🤖 AI Summary
This work addresses the challenge of realizing remote multimodal interaction for home-service robots. We propose a zero-shot cross-modal embodied grounding framework that unifies Zoom video streaming, first-person visual input, speech/text commands, and pointing gestures into a cohesive multimodal interaction paradigm. Our method leverages synergistic LLM–VLM coordination to generate open-vocabulary, multi-step navigation and manipulation plans, enabling real-time video stream processing and embodied execution. Key contributions include: (i) the first demonstration of zero-shot cross-modal remote instruction understanding and execution in real-world home environments; and (ii) substantial improvements in the naturalness of remote teleoperation and users’ confidence in task completion. Extensive experiments validate the framework’s effectiveness and robustness across diverse, complex household tasks.
📝 Abstract
Imagine a future when we can Zoom-call a robot to manage household chores remotely. This work takes one step in this direction.

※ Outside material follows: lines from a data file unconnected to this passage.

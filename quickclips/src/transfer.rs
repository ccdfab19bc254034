//! Configuration import and export.
//!
//! The export document is `{ searchTerms, tools, templates, version }`.
//! Import is lenient per record and strict per document: a bad record is
//! dropped and counted, a bad document is rejected before anything changes.
//! Entities already present win over incoming records with the same key.
//! Accepted records are appended in the document's `order`; records without a
//! usable `order` follow in array order.

use std::collections::HashSet;

use serde::de::DeserializeOwned;
use serde::Serialize;
use serde_json::{Map, Value};
use tracing::{debug, warn};

use crate::interface::{ImportSummary, QuickClipsError, QuickTool, SearchTerm, Template};
use crate::models::{new_id, normalize_capture_groups, now_millis, Entity};
use crate::repository::{QuickToolRepository, SearchTermRepository, TemplateRepository};
use crate::scanner;

pub const EXPORT_VERSION: &str = "1";

#[derive(Serialize)]
#[serde(rename_all = "camelCase")]
struct ExportDocument<'a> {
    search_terms: &'a [SearchTerm],
    tools: &'a [QuickTool],
    templates: &'a [Template],
    version: &'static str,
}

/// Serialize all three collections as one pretty-printed document
pub fn export_config(
    search_terms: &[SearchTerm],
    tools: &[QuickTool],
    templates: &[Template],
) -> Result<String, QuickClipsError> {
    let document = ExportDocument {
        search_terms,
        tools,
        templates,
        version: EXPORT_VERSION,
    };
    serde_json::to_string_pretty(&document).map_err(|e| QuickClipsError::InvalidInput(e.to_string()))
}

// ─────────────────────────────────────────────────────────────────────────────
// Field extraction
// ─────────────────────────────────────────────────────────────────────────────

type Record = Map<String, Value>;

/// Non-blank string field, trimmed
fn required_str(record: &Record, key: &str) -> Result<String, String> {
    match record.get(key) {
        Some(Value::String(s)) if !s.trim().is_empty() => Ok(s.trim().to_string()),
        Some(Value::String(_)) => Err(format!("{} is blank", key)),
        Some(_) => Err(format!("{} is not a string", key)),
        None => Err(format!("{} is missing", key)),
    }
}

/// String field kept verbatim; may be empty
fn required_text(record: &Record, key: &str) -> Result<String, String> {
    match record.get(key) {
        Some(Value::String(s)) => Ok(s.clone()),
        Some(_) => Err(format!("{} is not a string", key)),
        None => Err(format!("{} is missing", key)),
    }
}

/// Absent or null is `None`; present with the wrong type is an error
fn optional<T: DeserializeOwned>(record: &Record, key: &str) -> Result<Option<T>, String> {
    match record.get(key) {
        None | Some(Value::Null) => Ok(None),
        Some(value) => serde_json::from_value(value.clone())
            .map(Some)
            .map_err(|_| format!("{} has the wrong type", key)),
    }
}

fn optional_id(record: &Record) -> Result<Option<String>, String> {
    Ok(optional::<String>(record, "id")?
        .map(|id| id.trim().to_string())
        .filter(|id| !id.is_empty()))
}

/// Position the record had when exported; anything but a non-negative integer is ignored
fn record_order(record: &Record) -> Option<u64> {
    record.get("order").and_then(Value::as_u64)
}

/// (createdAt, updatedAt), defaulting to now
fn timestamps(record: &Record) -> Result<(i64, i64), String> {
    let now = now_millis();
    let created = optional::<i64>(record, "createdAt")?.unwrap_or(now);
    let updated = optional::<i64>(record, "updatedAt")?.unwrap_or(created);
    Ok((created, updated))
}

// ─────────────────────────────────────────────────────────────────────────────
// Record parsing
// ─────────────────────────────────────────────────────────────────────────────

/// Parsed record plus whether its id came from the document
struct Incoming<T> {
    entity: T,
    explicit_id: bool,
    order: Option<u64>,
}

fn parse_search_term(value: &Value, size_limit: usize) -> Result<Incoming<SearchTerm>, String> {
    let record = value.as_object().ok_or("record is not an object")?;
    let name = required_str(record, "name")?;
    let pattern = required_text(record, "pattern")?;
    scanner::compile_pattern(&pattern, size_limit).map_err(|e| e.to_string())?;
    let enabled = optional::<bool>(record, "enabled")?.unwrap_or(true);
    let id = optional_id(record)?;
    let (created_at, updated_at) = timestamps(record)?;

    Ok(Incoming {
        explicit_id: id.is_some(),
        order: record_order(record),
        entity: SearchTerm {
            id: id.unwrap_or_else(new_id),
            name,
            pattern,
            enabled,
            order: 0,
            created_at,
            updated_at,
        },
    })
}

fn parse_tool(value: &Value) -> Result<Incoming<QuickTool>, String> {
    let record = value.as_object().ok_or("record is not an object")?;
    let name = required_str(record, "name")?;
    let url = required_text(record, "url")?.trim().to_string();
    let capture_groups = optional::<Vec<String>>(record, "captureGroups")?.unwrap_or_default();
    let encode = optional::<bool>(record, "encode")?.unwrap_or(true);
    let id = optional_id(record)?;
    let (created_at, updated_at) = timestamps(record)?;

    Ok(Incoming {
        explicit_id: id.is_some(),
        order: record_order(record),
        entity: QuickTool {
            id: id.unwrap_or_else(new_id),
            name,
            url,
            capture_groups: normalize_capture_groups(capture_groups),
            encode,
            order: 0,
            created_at,
            updated_at,
        },
    })
}

fn parse_template(value: &Value) -> Result<Incoming<Template>, String> {
    let record = value.as_object().ok_or("record is not an object")?;
    let name = required_str(record, "name")?;
    let content = required_text(record, "content")?;
    let id = optional_id(record)?;
    let (created_at, updated_at) = timestamps(record)?;

    Ok(Incoming {
        explicit_id: id.is_some(),
        order: record_order(record),
        entity: Template {
            id: id.unwrap_or_else(new_id),
            name,
            content,
            order: 0,
            created_at,
            updated_at,
        },
    })
}

// ─────────────────────────────────────────────────────────────────────────────
// Merge
// ─────────────────────────────────────────────────────────────────────────────

/// How a collection decides that an incoming record is already present
#[derive(Clone, Copy)]
enum KeyPolicy {
    /// By id when the record carries one, by name otherwise
    IdThenName,
    /// Always by name; a clashing incoming id is replaced
    Name,
}

/// Seen ids and names for one collection: existing entities plus accepted records
struct KeySet {
    ids: HashSet<String>,
    names: HashSet<String>,
}

impl KeySet {
    fn from_existing<T: Entity>(items: &[T]) -> Self {
        Self {
            ids: items.iter().map(|i| i.id().to_string()).collect(),
            names: items.iter().map(|i| i.name().to_string()).collect(),
        }
    }

    /// Returns the entity to insert, or `None` if it is a duplicate
    fn admit<T: Entity>(&mut self, incoming: Incoming<T>, policy: KeyPolicy) -> Option<T> {
        let Incoming { mut entity, explicit_id, .. } = incoming;
        let duplicate = match policy {
            KeyPolicy::IdThenName if explicit_id => self.ids.contains(entity.id()),
            KeyPolicy::IdThenName | KeyPolicy::Name => self.names.contains(entity.name()),
        };
        if duplicate {
            return None;
        }
        while self.ids.contains(entity.id()) {
            entity.set_id(new_id());
        }
        self.ids.insert(entity.id().to_string());
        self.names.insert(entity.name().to_string());
        Some(entity)
    }
}

/// Array under `key`; absent or null means empty
fn section<'a>(document: &'a Map<String, Value>, key: &str) -> Result<&'a [Value], QuickClipsError> {
    match document.get(key) {
        None | Some(Value::Null) => Ok(&[][..]),
        Some(Value::Array(values)) => Ok(values),
        Some(_) => Err(QuickClipsError::ImportParse(format!("\"{}\" is not an array", key))),
    }
}

/// Parse every record of a section, dropping (and counting) invalid ones.
/// The result is sorted by incoming `order`, unordered records last.
fn parse_section<T, F>(kind: &str, values: &[Value], summary: &mut ImportSummary, parse: F) -> Vec<Incoming<T>>
where
    F: Fn(&Value) -> Result<Incoming<T>, String>,
{
    let mut incoming: Vec<Incoming<T>> = values
        .iter()
        .enumerate()
        .filter_map(|(index, value)| match parse(value) {
            Ok(incoming) => Some(incoming),
            Err(reason) => {
                warn!(collection = kind, index, reason = %reason, "dropping import record");
                summary.dropped_invalid += 1;
                None
            }
        })
        .collect();
    incoming.sort_by_key(|record| record.order.unwrap_or(u64::MAX));
    incoming
}

/// Merge a document into the repositories. Nothing changes unless the
/// document as a whole parses.
pub fn import_config(
    json: &str,
    search_terms: &mut SearchTermRepository,
    tools: &mut QuickToolRepository,
    templates: &mut TemplateRepository,
    size_limit: usize,
) -> Result<ImportSummary, QuickClipsError> {
    let root: Value = serde_json::from_str(json).map_err(|e| QuickClipsError::ImportParse(e.to_string()))?;
    let document = root
        .as_object()
        .ok_or_else(|| QuickClipsError::ImportParse("document is not an object".into()))?;

    let term_values = section(document, "searchTerms")?;
    let tool_values = section(document, "tools")?;
    let template_values = section(document, "templates")?;

    if let Some(version) = document.get("version") {
        debug!(version = %version, "importing config");
    }

    let mut summary = ImportSummary::default();
    let incoming_terms = parse_section("searchTerms", term_values, &mut summary, |v| {
        parse_search_term(v, size_limit)
    });
    let incoming_tools = parse_section("tools", tool_values, &mut summary, parse_tool);
    let incoming_templates = parse_section("templates", template_values, &mut summary, parse_template);

    let mut keys = KeySet::from_existing(search_terms.collection().items());
    for incoming in incoming_terms {
        match keys.admit(incoming, KeyPolicy::IdThenName) {
            Some(term) => {
                search_terms.insert(term);
                summary.search_terms_added += 1;
            }
            None => summary.skipped_duplicates += 1,
        }
    }

    let mut keys = KeySet::from_existing(tools.collection().items());
    for incoming in incoming_tools {
        match keys.admit(incoming, KeyPolicy::Name) {
            Some(tool) => {
                tools.insert(tool);
                summary.tools_added += 1;
            }
            None => summary.skipped_duplicates += 1,
        }
    }

    let mut keys = KeySet::from_existing(templates.collection().items());
    for incoming in incoming_templates {
        match keys.admit(incoming, KeyPolicy::IdThenName) {
            Some(template) => {
                templates.insert(template);
                summary.templates_added += 1;
            }
            None => summary.skipped_duplicates += 1,
        }
    }

    debug!(
        search_terms = summary.search_terms_added,
        tools = summary.tools_added,
        templates = summary.templates_added,
        skipped = summary.skipped_duplicates,
        dropped = summary.dropped_invalid,
        "import finished"
    );
    Ok(summary)
}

Robi Butler is a new household robot assistant that enables seamless multimodal remote interaction. It allows the human user to monitor its environment from a first-person view, issue voice or text commands, and specify target objects through hand-pointing gestures. At its core, a high-level behavior module, powered by Large Language Models (LLMs), interprets multimodal instructions to generate multistep action plans. Each plan consists of open-vocabulary primitives supported by vision-language models, enabling the robot to process both textual and gestural inputs. Zoom provides a convenient interface to implement remote interactions between the human and the robot. The integration of these components allows Robi Butler to ground remote multimodal instructions in real-world home environments in a zero-shot manner. We evaluated the system on various household tasks, demonstrating its ability to execute complex user commands with multimodal inputs. We also conducted a user study to examine how multimodal interaction influences user experiences in remote human-robot interaction. These results suggest that with the advances in robot foundation models, we are moving closer to the reality of remote household robot assistants.